-- DATASET CONTENT follows --
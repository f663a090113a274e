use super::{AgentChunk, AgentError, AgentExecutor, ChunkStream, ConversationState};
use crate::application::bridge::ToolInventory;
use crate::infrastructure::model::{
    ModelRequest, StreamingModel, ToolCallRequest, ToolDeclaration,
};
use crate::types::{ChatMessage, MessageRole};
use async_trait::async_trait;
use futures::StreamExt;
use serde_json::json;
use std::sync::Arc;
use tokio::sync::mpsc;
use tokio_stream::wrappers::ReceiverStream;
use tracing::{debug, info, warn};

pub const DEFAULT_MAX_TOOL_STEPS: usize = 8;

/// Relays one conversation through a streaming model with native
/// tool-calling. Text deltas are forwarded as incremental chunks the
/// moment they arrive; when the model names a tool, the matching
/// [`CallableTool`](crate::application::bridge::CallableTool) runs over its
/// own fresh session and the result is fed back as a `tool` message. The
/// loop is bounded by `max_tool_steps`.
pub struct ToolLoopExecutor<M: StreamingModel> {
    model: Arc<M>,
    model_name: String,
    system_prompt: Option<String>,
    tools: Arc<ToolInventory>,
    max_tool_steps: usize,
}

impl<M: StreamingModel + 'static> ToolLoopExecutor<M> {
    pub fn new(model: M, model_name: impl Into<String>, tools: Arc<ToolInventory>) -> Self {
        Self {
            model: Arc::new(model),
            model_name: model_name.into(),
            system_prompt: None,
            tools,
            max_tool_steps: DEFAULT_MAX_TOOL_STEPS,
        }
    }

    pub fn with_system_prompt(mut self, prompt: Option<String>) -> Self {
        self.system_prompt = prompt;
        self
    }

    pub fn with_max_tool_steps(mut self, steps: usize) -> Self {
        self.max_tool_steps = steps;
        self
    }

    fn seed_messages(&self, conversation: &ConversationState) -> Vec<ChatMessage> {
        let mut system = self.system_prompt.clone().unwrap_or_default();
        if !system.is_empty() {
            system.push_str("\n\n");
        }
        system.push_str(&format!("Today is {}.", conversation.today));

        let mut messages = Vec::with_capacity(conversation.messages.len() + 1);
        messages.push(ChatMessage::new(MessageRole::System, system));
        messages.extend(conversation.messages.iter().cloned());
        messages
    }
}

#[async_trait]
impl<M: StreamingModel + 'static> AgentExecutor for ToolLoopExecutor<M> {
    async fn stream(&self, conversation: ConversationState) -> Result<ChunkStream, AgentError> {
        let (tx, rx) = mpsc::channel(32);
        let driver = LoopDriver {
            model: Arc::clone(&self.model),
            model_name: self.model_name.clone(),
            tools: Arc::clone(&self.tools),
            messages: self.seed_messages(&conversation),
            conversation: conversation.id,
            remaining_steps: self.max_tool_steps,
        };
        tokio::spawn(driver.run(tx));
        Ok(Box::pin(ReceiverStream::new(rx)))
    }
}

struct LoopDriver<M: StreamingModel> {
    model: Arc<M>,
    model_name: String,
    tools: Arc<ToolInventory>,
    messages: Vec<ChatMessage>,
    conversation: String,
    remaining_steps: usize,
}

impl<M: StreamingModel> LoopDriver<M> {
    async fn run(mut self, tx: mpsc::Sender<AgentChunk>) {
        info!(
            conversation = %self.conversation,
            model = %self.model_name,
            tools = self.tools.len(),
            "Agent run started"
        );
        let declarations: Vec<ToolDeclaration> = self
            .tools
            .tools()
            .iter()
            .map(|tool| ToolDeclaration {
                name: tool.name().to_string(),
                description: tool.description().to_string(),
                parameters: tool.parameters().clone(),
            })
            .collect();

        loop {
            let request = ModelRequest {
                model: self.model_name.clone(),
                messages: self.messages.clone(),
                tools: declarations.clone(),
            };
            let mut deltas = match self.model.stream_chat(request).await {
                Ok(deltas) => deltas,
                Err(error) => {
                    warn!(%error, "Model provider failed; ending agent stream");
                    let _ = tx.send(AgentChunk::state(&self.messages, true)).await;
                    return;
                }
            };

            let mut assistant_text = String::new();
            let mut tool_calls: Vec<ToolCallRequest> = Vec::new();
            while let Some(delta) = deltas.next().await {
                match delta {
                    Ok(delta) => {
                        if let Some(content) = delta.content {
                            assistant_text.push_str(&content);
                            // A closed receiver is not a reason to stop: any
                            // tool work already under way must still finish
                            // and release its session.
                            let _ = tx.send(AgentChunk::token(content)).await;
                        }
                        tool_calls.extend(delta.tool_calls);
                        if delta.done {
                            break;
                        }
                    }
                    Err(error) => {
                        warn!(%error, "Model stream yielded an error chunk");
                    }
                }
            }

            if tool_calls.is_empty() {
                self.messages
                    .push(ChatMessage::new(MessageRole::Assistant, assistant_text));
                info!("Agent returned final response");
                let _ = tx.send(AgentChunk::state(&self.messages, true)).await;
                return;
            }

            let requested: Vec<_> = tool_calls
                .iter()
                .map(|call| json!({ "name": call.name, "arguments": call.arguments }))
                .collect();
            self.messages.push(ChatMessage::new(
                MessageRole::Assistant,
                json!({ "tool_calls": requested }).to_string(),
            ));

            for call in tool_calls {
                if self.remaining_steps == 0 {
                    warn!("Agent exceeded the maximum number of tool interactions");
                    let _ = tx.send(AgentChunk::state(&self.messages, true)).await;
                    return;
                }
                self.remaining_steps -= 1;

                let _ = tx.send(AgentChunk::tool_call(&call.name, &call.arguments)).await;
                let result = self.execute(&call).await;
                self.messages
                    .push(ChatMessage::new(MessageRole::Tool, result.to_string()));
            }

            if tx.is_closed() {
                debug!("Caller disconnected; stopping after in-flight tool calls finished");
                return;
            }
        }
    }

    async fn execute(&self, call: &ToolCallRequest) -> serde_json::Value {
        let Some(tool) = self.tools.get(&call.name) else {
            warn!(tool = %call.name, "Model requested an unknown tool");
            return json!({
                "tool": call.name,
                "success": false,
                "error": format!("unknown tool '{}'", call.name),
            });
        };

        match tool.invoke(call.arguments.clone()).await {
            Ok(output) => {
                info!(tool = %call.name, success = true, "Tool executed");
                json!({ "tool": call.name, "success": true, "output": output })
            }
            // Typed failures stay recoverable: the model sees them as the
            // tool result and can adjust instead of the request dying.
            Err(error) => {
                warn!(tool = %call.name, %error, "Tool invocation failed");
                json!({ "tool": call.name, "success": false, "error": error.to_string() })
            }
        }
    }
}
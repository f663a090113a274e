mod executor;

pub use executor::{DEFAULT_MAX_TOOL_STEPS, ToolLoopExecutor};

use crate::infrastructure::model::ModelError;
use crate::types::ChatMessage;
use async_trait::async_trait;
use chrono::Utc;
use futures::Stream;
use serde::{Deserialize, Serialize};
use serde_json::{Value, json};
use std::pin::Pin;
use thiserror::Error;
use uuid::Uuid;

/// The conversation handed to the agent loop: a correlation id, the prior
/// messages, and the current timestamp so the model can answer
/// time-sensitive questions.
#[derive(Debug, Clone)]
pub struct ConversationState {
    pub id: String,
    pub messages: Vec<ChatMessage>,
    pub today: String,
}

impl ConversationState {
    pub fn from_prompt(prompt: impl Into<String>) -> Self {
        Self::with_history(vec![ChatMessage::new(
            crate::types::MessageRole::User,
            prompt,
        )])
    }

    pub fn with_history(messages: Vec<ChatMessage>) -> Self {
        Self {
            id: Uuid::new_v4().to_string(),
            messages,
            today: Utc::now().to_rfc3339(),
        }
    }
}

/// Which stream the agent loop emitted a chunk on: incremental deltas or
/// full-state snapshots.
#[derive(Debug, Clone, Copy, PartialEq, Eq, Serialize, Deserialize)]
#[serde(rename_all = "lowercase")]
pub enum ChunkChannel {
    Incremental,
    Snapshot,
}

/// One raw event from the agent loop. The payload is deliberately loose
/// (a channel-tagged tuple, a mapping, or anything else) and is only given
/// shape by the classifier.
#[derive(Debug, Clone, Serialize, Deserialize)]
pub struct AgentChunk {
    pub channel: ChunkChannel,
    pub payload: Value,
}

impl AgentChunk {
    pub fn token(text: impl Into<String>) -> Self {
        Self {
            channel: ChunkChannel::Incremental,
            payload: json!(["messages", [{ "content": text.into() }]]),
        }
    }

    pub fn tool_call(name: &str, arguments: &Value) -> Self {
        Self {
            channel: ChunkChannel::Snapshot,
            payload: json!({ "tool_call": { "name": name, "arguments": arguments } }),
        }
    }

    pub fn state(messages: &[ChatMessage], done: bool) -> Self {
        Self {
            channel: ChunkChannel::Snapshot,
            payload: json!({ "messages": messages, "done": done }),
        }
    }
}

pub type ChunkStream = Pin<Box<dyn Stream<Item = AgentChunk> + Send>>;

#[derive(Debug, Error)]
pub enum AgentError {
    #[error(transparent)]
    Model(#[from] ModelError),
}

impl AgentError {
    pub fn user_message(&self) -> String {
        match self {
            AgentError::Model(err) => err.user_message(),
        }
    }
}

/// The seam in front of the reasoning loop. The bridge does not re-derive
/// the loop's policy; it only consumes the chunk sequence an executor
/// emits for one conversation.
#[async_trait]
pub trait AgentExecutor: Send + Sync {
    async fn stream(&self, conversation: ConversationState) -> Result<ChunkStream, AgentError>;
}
-- DATASET CONTENT concluded --
-- DATASET CONTENT follows --
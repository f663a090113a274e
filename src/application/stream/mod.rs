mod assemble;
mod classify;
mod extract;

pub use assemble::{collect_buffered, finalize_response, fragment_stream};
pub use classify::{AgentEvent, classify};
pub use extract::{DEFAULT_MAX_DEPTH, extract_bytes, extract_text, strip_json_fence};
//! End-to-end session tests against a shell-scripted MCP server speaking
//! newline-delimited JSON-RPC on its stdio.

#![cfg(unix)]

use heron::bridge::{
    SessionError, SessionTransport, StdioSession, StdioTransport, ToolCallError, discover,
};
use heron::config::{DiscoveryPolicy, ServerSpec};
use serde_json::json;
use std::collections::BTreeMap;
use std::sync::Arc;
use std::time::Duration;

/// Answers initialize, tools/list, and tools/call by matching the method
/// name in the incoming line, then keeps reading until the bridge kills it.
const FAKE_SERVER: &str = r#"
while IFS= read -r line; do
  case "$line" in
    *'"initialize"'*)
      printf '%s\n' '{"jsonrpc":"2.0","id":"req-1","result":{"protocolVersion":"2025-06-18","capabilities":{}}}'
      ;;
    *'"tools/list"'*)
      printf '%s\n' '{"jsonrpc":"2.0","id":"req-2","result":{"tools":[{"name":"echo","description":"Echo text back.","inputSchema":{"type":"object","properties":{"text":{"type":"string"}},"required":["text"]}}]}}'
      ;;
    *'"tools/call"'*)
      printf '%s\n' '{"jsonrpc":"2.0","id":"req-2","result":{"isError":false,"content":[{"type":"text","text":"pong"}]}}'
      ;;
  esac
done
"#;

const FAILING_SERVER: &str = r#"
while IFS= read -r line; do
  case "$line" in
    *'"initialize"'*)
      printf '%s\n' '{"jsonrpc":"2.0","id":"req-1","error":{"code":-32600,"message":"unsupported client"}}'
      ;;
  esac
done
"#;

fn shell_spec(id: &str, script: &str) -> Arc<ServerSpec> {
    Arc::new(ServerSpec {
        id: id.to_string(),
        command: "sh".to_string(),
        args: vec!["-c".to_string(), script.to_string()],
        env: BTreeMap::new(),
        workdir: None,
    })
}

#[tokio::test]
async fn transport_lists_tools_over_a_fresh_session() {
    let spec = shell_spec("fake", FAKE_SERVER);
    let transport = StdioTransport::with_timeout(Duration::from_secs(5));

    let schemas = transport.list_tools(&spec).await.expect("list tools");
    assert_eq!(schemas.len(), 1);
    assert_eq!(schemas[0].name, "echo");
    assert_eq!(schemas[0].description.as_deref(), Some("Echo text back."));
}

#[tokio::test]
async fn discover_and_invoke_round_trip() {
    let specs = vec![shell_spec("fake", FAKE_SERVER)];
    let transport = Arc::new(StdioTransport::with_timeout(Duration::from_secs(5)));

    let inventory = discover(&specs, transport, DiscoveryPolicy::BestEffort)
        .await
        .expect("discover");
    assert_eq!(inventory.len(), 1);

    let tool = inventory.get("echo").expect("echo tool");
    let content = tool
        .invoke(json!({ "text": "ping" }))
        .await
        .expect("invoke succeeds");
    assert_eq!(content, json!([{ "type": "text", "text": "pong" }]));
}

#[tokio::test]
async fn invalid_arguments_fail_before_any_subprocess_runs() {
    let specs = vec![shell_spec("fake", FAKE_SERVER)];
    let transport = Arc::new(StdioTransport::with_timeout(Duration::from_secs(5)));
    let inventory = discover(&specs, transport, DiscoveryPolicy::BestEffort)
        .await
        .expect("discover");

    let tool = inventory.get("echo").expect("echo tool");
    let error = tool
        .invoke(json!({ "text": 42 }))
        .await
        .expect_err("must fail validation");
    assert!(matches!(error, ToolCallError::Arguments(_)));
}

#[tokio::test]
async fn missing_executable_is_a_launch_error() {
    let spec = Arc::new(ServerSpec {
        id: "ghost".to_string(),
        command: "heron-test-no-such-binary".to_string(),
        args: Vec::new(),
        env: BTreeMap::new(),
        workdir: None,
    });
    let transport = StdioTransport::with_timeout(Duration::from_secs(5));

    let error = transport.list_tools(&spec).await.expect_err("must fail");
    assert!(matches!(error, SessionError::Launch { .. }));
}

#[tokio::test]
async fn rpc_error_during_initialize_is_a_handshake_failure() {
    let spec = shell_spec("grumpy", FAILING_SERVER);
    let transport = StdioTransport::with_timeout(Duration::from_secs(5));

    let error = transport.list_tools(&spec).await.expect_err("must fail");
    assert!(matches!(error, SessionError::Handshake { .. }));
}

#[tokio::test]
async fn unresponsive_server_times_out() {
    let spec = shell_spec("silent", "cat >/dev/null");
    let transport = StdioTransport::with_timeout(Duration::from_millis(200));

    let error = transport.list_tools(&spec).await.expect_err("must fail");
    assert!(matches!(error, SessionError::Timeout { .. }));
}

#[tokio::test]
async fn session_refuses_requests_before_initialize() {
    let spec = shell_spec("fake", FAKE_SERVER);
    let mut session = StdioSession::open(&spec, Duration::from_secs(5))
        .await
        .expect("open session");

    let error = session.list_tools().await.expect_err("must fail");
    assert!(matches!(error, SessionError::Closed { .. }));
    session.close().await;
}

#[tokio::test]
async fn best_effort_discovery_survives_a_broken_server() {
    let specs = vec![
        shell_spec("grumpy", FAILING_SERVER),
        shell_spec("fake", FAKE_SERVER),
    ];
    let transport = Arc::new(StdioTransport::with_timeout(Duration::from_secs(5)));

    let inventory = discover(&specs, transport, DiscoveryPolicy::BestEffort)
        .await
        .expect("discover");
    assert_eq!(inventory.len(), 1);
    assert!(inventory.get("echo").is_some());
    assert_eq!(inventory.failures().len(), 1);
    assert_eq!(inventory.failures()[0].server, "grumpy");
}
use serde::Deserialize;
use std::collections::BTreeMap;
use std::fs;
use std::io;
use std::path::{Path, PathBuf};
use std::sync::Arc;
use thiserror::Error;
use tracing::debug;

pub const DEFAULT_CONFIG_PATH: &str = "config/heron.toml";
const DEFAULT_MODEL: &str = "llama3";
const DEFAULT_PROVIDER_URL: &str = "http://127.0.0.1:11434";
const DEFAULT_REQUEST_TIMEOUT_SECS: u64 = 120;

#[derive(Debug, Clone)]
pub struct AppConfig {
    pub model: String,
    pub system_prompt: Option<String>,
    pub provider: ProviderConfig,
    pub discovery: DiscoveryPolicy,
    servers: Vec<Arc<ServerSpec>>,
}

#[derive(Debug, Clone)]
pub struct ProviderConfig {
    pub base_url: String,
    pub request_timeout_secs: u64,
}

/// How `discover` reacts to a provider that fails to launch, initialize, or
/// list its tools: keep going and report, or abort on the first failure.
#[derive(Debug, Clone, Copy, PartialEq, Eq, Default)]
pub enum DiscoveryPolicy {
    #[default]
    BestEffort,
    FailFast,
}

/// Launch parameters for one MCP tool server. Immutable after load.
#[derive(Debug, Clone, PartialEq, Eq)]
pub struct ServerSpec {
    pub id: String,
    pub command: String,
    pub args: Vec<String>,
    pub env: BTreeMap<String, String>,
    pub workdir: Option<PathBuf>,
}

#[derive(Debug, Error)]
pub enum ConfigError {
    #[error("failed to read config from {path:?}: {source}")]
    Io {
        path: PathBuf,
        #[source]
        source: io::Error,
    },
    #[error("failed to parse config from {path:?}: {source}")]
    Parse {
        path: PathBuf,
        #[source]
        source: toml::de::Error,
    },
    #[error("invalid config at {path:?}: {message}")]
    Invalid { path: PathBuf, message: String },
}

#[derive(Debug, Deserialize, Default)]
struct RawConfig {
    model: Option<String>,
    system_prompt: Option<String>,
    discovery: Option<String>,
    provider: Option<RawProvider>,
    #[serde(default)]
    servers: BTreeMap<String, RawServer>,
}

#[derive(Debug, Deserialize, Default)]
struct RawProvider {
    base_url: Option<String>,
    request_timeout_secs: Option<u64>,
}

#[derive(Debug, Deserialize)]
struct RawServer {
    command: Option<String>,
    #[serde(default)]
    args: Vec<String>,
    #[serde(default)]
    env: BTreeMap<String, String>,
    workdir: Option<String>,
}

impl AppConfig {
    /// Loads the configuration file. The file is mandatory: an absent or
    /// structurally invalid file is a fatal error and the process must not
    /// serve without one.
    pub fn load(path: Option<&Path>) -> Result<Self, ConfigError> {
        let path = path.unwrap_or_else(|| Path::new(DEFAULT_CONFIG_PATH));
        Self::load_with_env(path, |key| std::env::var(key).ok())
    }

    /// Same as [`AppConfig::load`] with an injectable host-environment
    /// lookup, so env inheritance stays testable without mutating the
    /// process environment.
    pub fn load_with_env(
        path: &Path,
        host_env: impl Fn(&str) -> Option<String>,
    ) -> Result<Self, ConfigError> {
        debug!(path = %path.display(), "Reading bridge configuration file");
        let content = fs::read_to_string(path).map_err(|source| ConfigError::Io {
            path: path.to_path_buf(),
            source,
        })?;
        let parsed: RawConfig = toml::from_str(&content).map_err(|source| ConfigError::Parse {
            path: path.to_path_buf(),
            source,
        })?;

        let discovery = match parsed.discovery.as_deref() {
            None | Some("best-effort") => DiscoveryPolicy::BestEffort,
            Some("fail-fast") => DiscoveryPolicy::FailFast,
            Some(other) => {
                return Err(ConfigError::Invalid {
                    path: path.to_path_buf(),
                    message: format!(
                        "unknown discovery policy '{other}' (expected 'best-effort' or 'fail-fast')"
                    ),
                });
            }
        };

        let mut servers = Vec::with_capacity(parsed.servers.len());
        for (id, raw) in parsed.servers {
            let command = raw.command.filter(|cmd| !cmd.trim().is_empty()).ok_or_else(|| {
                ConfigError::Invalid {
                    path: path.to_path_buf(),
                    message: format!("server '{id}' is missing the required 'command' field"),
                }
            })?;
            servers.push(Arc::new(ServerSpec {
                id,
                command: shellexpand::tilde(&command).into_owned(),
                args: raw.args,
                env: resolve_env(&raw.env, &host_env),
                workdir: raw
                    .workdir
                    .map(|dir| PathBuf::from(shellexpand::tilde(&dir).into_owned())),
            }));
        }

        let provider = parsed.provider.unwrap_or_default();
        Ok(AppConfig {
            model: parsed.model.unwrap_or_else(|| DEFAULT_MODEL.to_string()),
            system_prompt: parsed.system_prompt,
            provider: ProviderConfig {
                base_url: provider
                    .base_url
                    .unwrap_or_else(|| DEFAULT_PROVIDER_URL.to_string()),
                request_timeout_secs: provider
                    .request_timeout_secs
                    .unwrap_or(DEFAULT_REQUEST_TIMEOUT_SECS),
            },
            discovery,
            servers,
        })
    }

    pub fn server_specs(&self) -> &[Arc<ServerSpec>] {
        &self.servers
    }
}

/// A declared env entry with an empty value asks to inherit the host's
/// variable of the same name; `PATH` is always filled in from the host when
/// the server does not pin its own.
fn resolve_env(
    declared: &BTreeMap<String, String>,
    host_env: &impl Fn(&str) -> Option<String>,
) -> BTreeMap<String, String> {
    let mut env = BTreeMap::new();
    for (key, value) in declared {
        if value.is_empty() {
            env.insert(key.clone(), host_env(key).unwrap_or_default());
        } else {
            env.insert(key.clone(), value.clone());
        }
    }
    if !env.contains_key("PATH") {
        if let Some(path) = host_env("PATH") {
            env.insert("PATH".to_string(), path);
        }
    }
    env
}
-- DATASET CONTENT concluded --
-- DATASET CONTENT follows --
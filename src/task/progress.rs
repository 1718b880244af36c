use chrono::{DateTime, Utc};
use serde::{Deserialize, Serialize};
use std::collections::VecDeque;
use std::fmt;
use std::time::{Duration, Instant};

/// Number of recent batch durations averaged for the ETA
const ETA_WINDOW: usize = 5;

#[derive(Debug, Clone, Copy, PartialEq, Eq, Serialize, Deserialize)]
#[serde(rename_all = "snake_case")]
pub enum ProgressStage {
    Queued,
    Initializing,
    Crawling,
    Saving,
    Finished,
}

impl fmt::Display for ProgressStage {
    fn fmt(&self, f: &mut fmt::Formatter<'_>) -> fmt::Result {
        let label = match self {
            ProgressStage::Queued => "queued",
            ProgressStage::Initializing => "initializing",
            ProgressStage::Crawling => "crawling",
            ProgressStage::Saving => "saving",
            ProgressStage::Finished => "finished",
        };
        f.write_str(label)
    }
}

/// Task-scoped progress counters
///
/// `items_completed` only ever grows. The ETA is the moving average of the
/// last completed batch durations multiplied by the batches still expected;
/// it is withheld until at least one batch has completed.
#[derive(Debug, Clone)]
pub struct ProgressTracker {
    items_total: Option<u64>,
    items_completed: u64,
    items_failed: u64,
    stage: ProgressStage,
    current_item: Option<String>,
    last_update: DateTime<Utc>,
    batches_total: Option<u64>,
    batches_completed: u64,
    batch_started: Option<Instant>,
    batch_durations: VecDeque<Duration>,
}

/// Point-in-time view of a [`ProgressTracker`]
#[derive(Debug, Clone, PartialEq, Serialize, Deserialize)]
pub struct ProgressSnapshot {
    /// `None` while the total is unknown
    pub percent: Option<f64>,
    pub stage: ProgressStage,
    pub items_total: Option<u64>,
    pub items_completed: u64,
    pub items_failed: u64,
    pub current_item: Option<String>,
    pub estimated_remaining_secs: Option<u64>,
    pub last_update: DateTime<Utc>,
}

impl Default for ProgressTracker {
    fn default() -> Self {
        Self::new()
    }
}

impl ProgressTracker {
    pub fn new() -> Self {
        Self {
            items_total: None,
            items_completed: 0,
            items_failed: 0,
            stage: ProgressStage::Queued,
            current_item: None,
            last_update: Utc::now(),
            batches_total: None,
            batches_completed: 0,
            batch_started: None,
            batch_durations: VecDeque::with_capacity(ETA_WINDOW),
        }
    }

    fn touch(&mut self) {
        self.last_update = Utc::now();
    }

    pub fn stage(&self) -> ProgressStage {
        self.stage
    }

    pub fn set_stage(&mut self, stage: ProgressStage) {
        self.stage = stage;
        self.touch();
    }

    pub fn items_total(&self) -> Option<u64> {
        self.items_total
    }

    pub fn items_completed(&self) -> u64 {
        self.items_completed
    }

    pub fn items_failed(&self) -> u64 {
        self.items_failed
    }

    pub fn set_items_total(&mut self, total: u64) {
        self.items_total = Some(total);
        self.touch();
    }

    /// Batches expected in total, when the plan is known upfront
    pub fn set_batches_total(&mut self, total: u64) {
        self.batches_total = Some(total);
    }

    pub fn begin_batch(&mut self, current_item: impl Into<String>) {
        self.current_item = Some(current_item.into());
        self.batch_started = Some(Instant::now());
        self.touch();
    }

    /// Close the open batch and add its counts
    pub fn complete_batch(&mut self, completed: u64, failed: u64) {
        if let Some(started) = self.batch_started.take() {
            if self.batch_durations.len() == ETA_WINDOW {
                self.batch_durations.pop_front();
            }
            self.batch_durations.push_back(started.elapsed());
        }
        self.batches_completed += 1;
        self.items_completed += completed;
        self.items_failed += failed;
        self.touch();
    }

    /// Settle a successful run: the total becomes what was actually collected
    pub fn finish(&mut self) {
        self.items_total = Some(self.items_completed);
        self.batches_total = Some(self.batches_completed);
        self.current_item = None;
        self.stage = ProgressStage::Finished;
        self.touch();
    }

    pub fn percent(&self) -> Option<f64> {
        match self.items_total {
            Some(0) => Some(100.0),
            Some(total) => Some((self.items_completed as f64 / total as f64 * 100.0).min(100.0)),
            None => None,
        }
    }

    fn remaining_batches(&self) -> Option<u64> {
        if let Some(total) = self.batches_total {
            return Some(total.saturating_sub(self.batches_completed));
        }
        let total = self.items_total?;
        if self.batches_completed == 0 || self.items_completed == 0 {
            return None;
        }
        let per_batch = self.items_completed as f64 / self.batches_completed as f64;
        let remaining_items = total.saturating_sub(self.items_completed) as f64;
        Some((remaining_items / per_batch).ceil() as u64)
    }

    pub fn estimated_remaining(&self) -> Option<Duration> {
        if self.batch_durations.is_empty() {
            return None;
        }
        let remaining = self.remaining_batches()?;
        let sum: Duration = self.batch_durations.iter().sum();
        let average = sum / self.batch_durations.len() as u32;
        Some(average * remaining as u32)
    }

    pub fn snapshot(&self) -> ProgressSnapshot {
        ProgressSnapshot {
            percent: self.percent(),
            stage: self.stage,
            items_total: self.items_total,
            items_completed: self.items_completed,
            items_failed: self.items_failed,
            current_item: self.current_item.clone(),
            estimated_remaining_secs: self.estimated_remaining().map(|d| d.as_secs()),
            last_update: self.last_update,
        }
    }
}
-- DATASET CONTENT concluded --
* _EXERCISE INSTRUCTIONS_: When a line in the data holds the word "RawConfig", show that line.

* _ANSWER FOR THIS EXERCISE_:
struct RawConfig {
        let parsed: RawConfig = toml::from_str(&content).map_err(|source| ConfigError::Parse {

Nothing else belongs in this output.